There are two common ways they would have gotten your information: from your website or your WHOIS records.
If your e-mail is listed on your website, that is an easy take for scammers to use. This is one good reason to use contact forms on your site, which allow you to exclude listing your e-mail on your website yet still allow potential customers or users to contact you via e-mail.

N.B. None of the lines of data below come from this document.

//! Property-based tests for age-based eviction.
//!
//! Both stores are driven by random interleavings of writes, clock advances
//! and sweeps, and compared after every sweep against a plain model that
//! keeps exactly the writes whose age is within the retention window.
//!
//! Properties covered:
//! - no entry or record older than the window survives a sweep
//! - a write within the window is never removed
//! - no user is left with an empty history
//! - a repeated sweep with the same `now` removes nothing
//! - store sizes stay bounded under a constant write rate

use proptest::prelude::*;
use std::collections::{HashMap, VecDeque};
use std::sync::Arc;
use std::time::Duration;
use viewcache::{ActivityLog, Evictor, ManualClock, SnapshotCache, TimeSource};

const KEYS: u8 = 16;
const USERS: u8 = 8;

#[derive(Debug, Clone)]
enum Op {
    Put { key: u8, value: u32 },
    Append { user: u8, content: u16 },
    Advance(u64),
    Sweep,
}

fn arb_op() -> impl Strategy<Value = Op> {
    prop_oneof![
        4 => (0..KEYS, any::<u32>()).prop_map(|(key, value)| Op::Put { key, value }),
        4 => (0..USERS, 0u16..64).prop_map(|(user, content)| Op::Append { user, content }),
        3 => (0u64..900).prop_map(Op::Advance),
        1 => Just(Op::Sweep),
    ]
}

/// Reference behaviour: what each store must hold after a sweep.
#[derive(Default)]
struct Model {
    snapshots: HashMap<u8, (u32, Duration)>,
    views: HashMap<u8, VecDeque<(u16, Duration)>>,
}

impl Model {
    fn sweep(&mut self, window: Duration, now: Duration) {
        self.snapshots.retain(|_, (_, at)| now - *at <= window);
        for records in self.views.values_mut() {
            records.retain(|(_, at)| now - *at <= window);
        }
        self.views.retain(|_, records| !records.is_empty());
    }
}

proptest! {
    #![proptest_config(ProptestConfig::with_cases(128))]

    #[test]
    fn stores_match_age_model(
        ops in prop::collection::vec(arb_op(), 1..200),
        window_secs in 60u64..3_600,
    ) {
        let window = Duration::from_secs(window_secs);
        let clock = Arc::new(ManualClock::new());
        let cache: SnapshotCache<u8, u32> =
            SnapshotCache::builder().num_shards(4).clock(clock.clone()).build();
        let log: ActivityLog<u8, u16> =
            ActivityLog::builder().num_shards(4).clock(clock.clone()).build();
        let mut model = Model::default();

        for op in ops {
            match op {
                Op::Put { key, value } => {
                    cache.put(key, value);
                    model.snapshots.insert(key, (value, clock.elapsed()));
                }
                Op::Append { user, content } => {
                    log.append(user, content);
                    model
                        .views
                        .entry(user)
                        .or_default()
                        .push_back((content, clock.elapsed()));
                }
                Op::Advance(secs) => clock.advance(Duration::from_secs(secs)),
                Op::Sweep => {
                    let now = clock.now();
                    cache.sweep_older_than(window, now);
                    log.sweep_older_than(window, now);
                    model.sweep(window, clock.elapsed());

                    for key in 0..KEYS {
                        let expected = model.snapshots.get(&key);
                        prop_assert_eq!(cache.get(&key).map(|v| *v), expected.map(|(v, _)| *v));
                        if let Some(at) = cache.written_at(&key) {
                            prop_assert!(now - at <= window, "stale snapshot survived a sweep");
                        }
                    }
                    for user in 0..USERS {
                        let expected: Vec<u16> = model
                            .views
                            .get(&user)
                            .map(|r| r.iter().map(|(c, _)| *c).collect())
                            .unwrap_or_default();
                        prop_assert_eq!(log.history(&user), expected);
                        prop_assert!(log.records(&user).iter().all(|r| now - r.recorded_at <= window));
                        if log.contains_user(&user) {
                            prop_assert!(!log.history(&user).is_empty(), "empty user entry kept");
                        }
                    }
                    prop_assert_eq!(cache.size(), model.snapshots.len());
                    prop_assert_eq!(log.size(), model.views.len());

                    // A second pass at the same instant has nothing left to do.
                    let (cache_before, log_before) = (cache.stats(), log.stats());
                    cache.sweep_older_than(window, now);
                    log.sweep_older_than(window, now);
                    prop_assert_eq!(cache.stats().expirations, cache_before.expirations);
                    prop_assert_eq!(log.stats().expirations, log_before.expirations);
                    prop_assert_eq!(cache.size(), model.snapshots.len());
                }
            }
        }
    }

    #[test]
    fn sizes_are_bounded_by_rate_window_and_interval(
        steps in 1usize..4_000,
        window_secs in 1u64..600,
        interval_secs in 1u64..120,
        users in 1u64..50,
    ) {
        let clock = Arc::new(ManualClock::new());
        let cache: SnapshotCache<u64, u64> =
            SnapshotCache::builder().num_shards(8).clock(clock.clone()).build();
        let log: ActivityLog<u64, u64> =
            ActivityLog::builder().num_shards(8).clock(clock.clone()).build();
        let evictor = Evictor::new(
            cache.clone(),
            log.clone(),
            clock.clone(),
            Duration::from_secs(window_secs),
        );

        // One write per second to each store, every key distinct.
        let bound = (window_secs + interval_secs + 1) as usize;
        for i in 0..steps as u64 {
            cache.put(i, i);
            log.append(i % users, i);
            clock.advance(Duration::from_secs(1));
            if i % interval_secs == 0 {
                evictor.run_sweep();
            }
            prop_assert!(cache.size() <= bound, "cache size {} > {}", cache.size(), bound);
            prop_assert!(log.record_count() <= bound, "log holds {} > {}", log.record_count(), bound);
            prop_assert!(log.size() as u64 <= users);
        }
    }
}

But usually scammers know more than just your e-mail. When a domain name is registered, details about that registry is made public such as the contact name, address, and phone number of the person or organization registering the domain name, as well as other details such as the name servers the domain is being hosted on, when the domain name was created, and so on. Any “Who Is” search for a domain name will show these public records, check out what information your (or any) domain shows at ICANN’s WHOIS: https://whois.icann.org/en
If you find your information is public and you rather it be private, there are services domain registrars and other companies offer that will use their contact information and hide yours to protect you from scams and the like. Often times this is called “private domain registration”, check with your registrar to see what they have to offer here. Otherwise, if a website company manages your website, ask them how your information can be made private so spam and scams don’t fill your inbox and mailbox.

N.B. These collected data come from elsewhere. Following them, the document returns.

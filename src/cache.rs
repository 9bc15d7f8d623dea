use std::collections::hash_map::Entry;
use std::hash::Hash;
use std::sync::Arc;
use std::time::{Duration, Instant};
use parking_lot::Mutex;
use tracing::{debug, warn};

use crate::builder::SnapshotCacheBuilder;
use crate::clock::{is_expired, saturating_u64, TimeSource};
use crate::evictor::Sweep;
use crate::listener::{EvictionCause, EvictionListener};
use crate::metrics::stats::{Metrics, StatsCounter};
use crate::store::sharded::ShardedStore;

// ---------------------------------------------------------------------------
// Cache entry
// ---------------------------------------------------------------------------

/// A cached snapshot plus the instant it was (re)written.
///
/// Replaced wholesale on every `put`; never mutated in place.
pub(crate) struct CacheEntry<V> {
    pub(crate) snapshot: Arc<V>,
    pub(crate) written_at: Instant,
}

// ---------------------------------------------------------------------------
// Cache interior
// ---------------------------------------------------------------------------

/// Shared interior of a [`SnapshotCache`].
pub(crate) struct Inner<K, V> {
    pub(crate) store: ShardedStore<K, CacheEntry<V>>,
    pub(crate) clock: Arc<dyn TimeSource>,
    /// Soft cap on entries, enforced at the end of each sweep.
    pub(crate) max_capacity: Option<usize>,
    /// Optional eviction listener.  `None` if the user didn't register one.
    pub(crate) listener: Option<Box<dyn EvictionListener<K, V>>>,
    /// Serializes sweeps; puts and gets never touch it.
    pub(crate) sweep_lock: Mutex<()>,
    pub(crate) metrics: StatsCounter,
}

// ---------------------------------------------------------------------------
// Cache handle
// ---------------------------------------------------------------------------

/// A concurrent cache of content snapshots keyed by content id.
///
/// Entries are only ever removed by [`sweep_older_than`], the optional
/// capacity trim that follows it, or an explicit [`invalidate`]; reads never
/// check age.
///
/// # Example
/// ```
/// use viewcache::SnapshotCache;
/// use std::sync::Arc;
/// use std::time::{Duration, Instant};
///
/// let cache: SnapshotCache<String, String> = SnapshotCache::builder().build();
/// cache.put("a1".to_string(), "snapshot".to_string());
/// assert_eq!(cache.get(&"a1".to_string()), Some(Arc::new("snapshot".to_string())));
///
/// cache.sweep_older_than(Duration::from_secs(1800), Instant::now());
/// assert_eq!(cache.size(), 1);
/// ```
///
/// [`sweep_older_than`]: SnapshotCache::sweep_older_than
/// [`invalidate`]: SnapshotCache::invalidate
pub struct SnapshotCache<K, V> {
    inner: Arc<Inner<K, V>>,
}

impl<K, V> Clone for SnapshotCache<K, V> {
    fn clone(&self) -> Self {
        SnapshotCache {
            inner: Arc::clone(&self.inner),
        }
    }
}

impl<K, V> SnapshotCache<K, V>
where
    K: Hash + Eq + Clone + Send + Sync + 'static,
    V: Send + Sync + 'static,
{
    pub(crate) fn new(
        num_shards: usize,
        max_capacity: Option<usize>,
        clock: Arc<dyn TimeSource>,
        listener: Option<Box<dyn EvictionListener<K, V>>>,
    ) -> Self {
        SnapshotCache {
            inner: Arc::new(Inner {
                store: ShardedStore::new(num_shards),
                clock,
                max_capacity,
                listener,
                sweep_lock: Mutex::new(()),
                metrics: StatsCounter::new(),
            }),
        }
    }

    /// Returns a [`SnapshotCacheBuilder`] for constructing a new cache.
    pub fn builder() -> SnapshotCacheBuilder<K, V> {
        SnapshotCacheBuilder::new()
    }

    // -----------------------------------------------------------------------
    // Hot-path: put / get
    // -----------------------------------------------------------------------

    /// Inserts or replaces the snapshot for `key`, stamped with the current
    /// time.
    pub fn put(&self, key: K, snapshot: V) {
        self.put_arc(key, Arc::new(snapshot));
    }

    /// Like [`put`](SnapshotCache::put) for a snapshot that is already shared.
    pub fn put_arc(&self, key: K, snapshot: Arc<V>) {
        let clock = &self.inner.clock;
        self.inner.store.update(key, |slot| {
            // Stamped under the shard lock: lock order is timestamp order, so
            // the write holding the later reading is always the one left.
            let entry = CacheEntry {
                snapshot,
                written_at: clock.now(),
            };
            match slot {
                Entry::Occupied(mut o) => {
                    o.insert(entry);
                }
                Entry::Vacant(v) => {
                    v.insert(entry);
                }
            }
        });
    }

    /// Returns the snapshot for `key`, if present.  Age is not checked.
    pub fn get(&self, key: &K) -> Option<Arc<V>> {
        let found = self
            .inner
            .store
            .read(key, |e| e.map(|e| Arc::clone(&e.snapshot)));
        match found {
            Some(_) => self.inner.metrics.record_hit(),
            None => self.inner.metrics.record_miss(),
        }
        found
    }

    /// The instant the current snapshot for `key` was written.
    pub fn written_at(&self, key: &K) -> Option<Instant> {
        self.inner.store.read(key, |e| e.map(|e| e.written_at))
    }

    // -----------------------------------------------------------------------
    // Invalidation
    // -----------------------------------------------------------------------

    /// Removes the entry for `key`, if present, returning its snapshot.
    ///
    /// Intended for the content-mutation path (edits, favorites) so readers
    /// don't keep serving a snapshot known to be outdated.
    pub fn invalidate(&self, key: &K) -> Option<Arc<V>> {
        let entry = self.inner.store.remove(key)?;
        self.inner.metrics.record_invalidation(1);
        self.notify(key, Arc::clone(&entry.snapshot), EvictionCause::Explicit);
        Some(entry.snapshot)
    }

    /// Removes all entries.
    pub fn invalidate_all(&self) {
        let mut removed = 0u64;
        self.inner.store.drain(|key, entry| {
            removed += 1;
            self.notify(&key, entry.snapshot, EvictionCause::Explicit);
        });
        self.inner.metrics.record_invalidation(removed);
    }

    // -----------------------------------------------------------------------
    // Sweep
    // -----------------------------------------------------------------------

    /// Removes every entry whose age at `now` exceeds `window`, then trims the
    /// oldest entries if a capacity is configured.
    ///
    /// Each shard is filtered under its own write lock, against the entry that
    /// is live at that moment.  A `put` racing the sweep either lands before
    /// its shard is filtered (and is judged by its own fresh timestamp) or
    /// after (and is untouched), so a fresh write is never evicted.
    /// Entries written after `now` count as age zero.
    pub fn sweep_older_than(&self, window: Duration, now: Instant) {
        let _sweeping = self.inner.sweep_lock.lock();
        let started = Instant::now();

        let track = self.inner.listener.is_some();
        let mut expired: Vec<(K, Arc<V>)> = Vec::new();
        let mut expired_count = 0u64;
        self.inner.store.retain(|key, entry| {
            if !is_expired(entry.written_at, window, now) {
                return true;
            }
            expired_count += 1;
            if track {
                expired.push((key.clone(), Arc::clone(&entry.snapshot)));
            }
            false
        });
        self.inner.metrics.record_expired(expired_count);
        for (key, snapshot) in expired {
            self.notify(&key, snapshot, EvictionCause::Expired);
        }

        let trimmed = self.trim_to_capacity();

        debug!(
            expired = expired_count,
            trimmed,
            remaining = self.size(),
            elapsed_us = saturating_u64(started.elapsed().as_micros()),
            "snapshot cache swept"
        );
    }

    /// Removes the oldest-written entries beyond `max_capacity`.
    ///
    /// Victims are chosen from a per-shard scan and removed only if they still
    /// carry the timestamp they were chosen by; an entry refreshed in between
    /// survives, so the cache may stay slightly over capacity until the next
    /// sweep.
    fn trim_to_capacity(&self) -> u64 {
        let Some(max) = self.inner.max_capacity else {
            return 0;
        };
        let mut candidates: Vec<(Instant, K)> = self
            .inner
            .store
            .collect(|key, entry| (entry.written_at, key.clone()));
        if candidates.len() <= max {
            return 0;
        }
        let excess = candidates.len() - max;
        candidates.sort_unstable_by_key(|(written_at, _)| *written_at);

        let mut removed = 0u64;
        for (written_at, key) in candidates.into_iter().take(excess) {
            if let Some(entry) = self
                .inner
                .store
                .remove_if(&key, |e| e.written_at == written_at)
            {
                removed += 1;
                self.notify(&key, entry.snapshot, EvictionCause::Capacity);
            }
        }
        self.inner.metrics.record_capacity_eviction(removed);
        if removed > 0 {
            warn!(removed, max_capacity = max, "snapshot cache over capacity, oldest entries trimmed");
        }
        removed
    }

    #[inline]
    fn notify(&self, key: &K, snapshot: Arc<V>, cause: EvictionCause) {
        if let Some(listener) = &self.inner.listener {
            listener.on_evict(key, snapshot, cause);
        }
    }

    // -----------------------------------------------------------------------
    // Introspection
    // -----------------------------------------------------------------------

    pub fn stats(&self) -> Metrics {
        self.inner.metrics.snapshot()
    }

    /// Number of keys currently cached.
    pub fn size(&self) -> usize {
        self.inner.store.len()
    }

    pub fn is_empty(&self) -> bool {
        self.inner.store.is_empty()
    }

    pub fn contains(&self, key: &K) -> bool {
        self.inner.store.contains(key)
    }

    pub fn max_capacity(&self) -> Option<usize> {
        self.inner.max_capacity
    }
}

impl<K, V> Sweep for SnapshotCache<K, V>
where
    K: Hash + Eq + Clone + Send + Sync + 'static,
    V: Send + Sync + 'static,
{
    fn name(&self) -> &'static str {
        "snapshot_cache"
    }

    fn sweep_older_than(&self, window: Duration, now: Instant) {
        SnapshotCache::sweep_older_than(self, window, now);
    }

    fn size(&self) -> usize {
        SnapshotCache::size(self)
    }

    fn stats(&self) -> Metrics {
        SnapshotCache::stats(self)
    }
}

#[cfg(test)]
mod tests {
    use super::*;
    use crate::clock::ManualClock;

    const MIN: Duration = Duration::from_secs(60);
    const WINDOW: Duration = Duration::from_secs(30 * 60);

    fn cache_with(clock: &Arc<ManualClock>) -> SnapshotCache<&'static str, u32> {
        SnapshotCache::builder().num_shards(4).clock(clock.clone()).build()
    }

    #[test]
    fn put_stamps_with_clock() {
        let clock = Arc::new(ManualClock::new());
        let cache = cache_with(&clock);
        clock.advance(7 * MIN);
        cache.put("a1", 1);
        assert_eq!(cache.written_at(&"a1"), Some(clock.at(7 * MIN)));
    }

    #[test]
    fn refresh_replaces_snapshot_and_timestamp() {
        let clock = Arc::new(ManualClock::new());
        let cache = cache_with(&clock);
        cache.put("a1", 1);
        clock.advance(25 * MIN);
        cache.put("a1", 2);

        cache.sweep_older_than(WINDOW, clock.at(40 * MIN));
        assert_eq!(cache.get(&"a1"), Some(Arc::new(2)));
        assert_eq!(cache.size(), 1);
    }

    #[test]
    fn entry_exactly_at_window_survives() {
        let clock = Arc::new(ManualClock::new());
        let cache = cache_with(&clock);
        cache.put("a1", 1);
        cache.sweep_older_than(WINDOW, clock.at(WINDOW));
        assert!(cache.contains(&"a1"));
    }

    #[test]
    fn entry_written_after_now_is_kept() {
        let clock = Arc::new(ManualClock::new());
        let cache = cache_with(&clock);
        clock.advance(60 * MIN);
        cache.put("late", 1);
        cache.sweep_older_than(WINDOW, clock.at(Duration::ZERO));
        assert!(cache.contains(&"late"));
    }

    #[test]
    fn sweep_counts_expirations() {
        let clock = Arc::new(ManualClock::new());
        let cache = cache_with(&clock);
        for key in ["a", "b", "c"] {
            cache.put(key, 0);
        }
        cache.sweep_older_than(WINDOW, clock.at(31 * MIN));
        let stats = cache.stats();
        assert_eq!(stats.expirations, 3);
        assert_eq!(stats.capacity_evictions, 0);
        assert!(cache.is_empty());
    }

    #[test]
    fn capacity_trim_removes_oldest_first() {
        let clock = Arc::new(ManualClock::new());
        let cache: SnapshotCache<u32, u32> = SnapshotCache::builder()
            .num_shards(4)
            .max_capacity(3)
            .clock(clock.clone())
            .build();
        assert_eq!(cache.max_capacity(), Some(3));
        for i in 0..5 {
            cache.put(i, i);
            clock.advance(MIN);
        }

        cache.sweep_older_than(WINDOW, clock.now());
        assert_eq!(cache.size(), 3);
        assert!(!cache.contains(&0));
        assert!(!cache.contains(&1));
        assert!((2..5).all(|i| cache.contains(&i)));
        assert_eq!(cache.stats().capacity_evictions, 2);
    }

    #[test]
    fn invalidate_all_counts_removals() {
        let clock = Arc::new(ManualClock::new());
        let cache = cache_with(&clock);
        cache.put("a", 1);
        cache.put("b", 2);
        cache.invalidate_all();
        assert!(cache.is_empty());
        assert_eq!(cache.stats().invalidations, 2);
    }
}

Scams are annoying, but it’s important to know your vendors, payment schedules, and just how websites work on the basic level to avoid falling victim to them. To help mitigate the influx of scams and spam, make your information private by not displaying your e-mail directly on your website (use a contact form instead with a SecureID or similar spam-filter system), and by having a private domain registration. Good e-mail clients will go a long way as well, segregating known spam e-mails so you don’t have to waste time with it. Although taking all these measures greatly help manage and cut down on spam, they unfortunately won’t rid it completely, scammers are always looking for new ways to get you. Thus, being well-informed on how to spot and deal with them correctly when they do slip through the filters is key.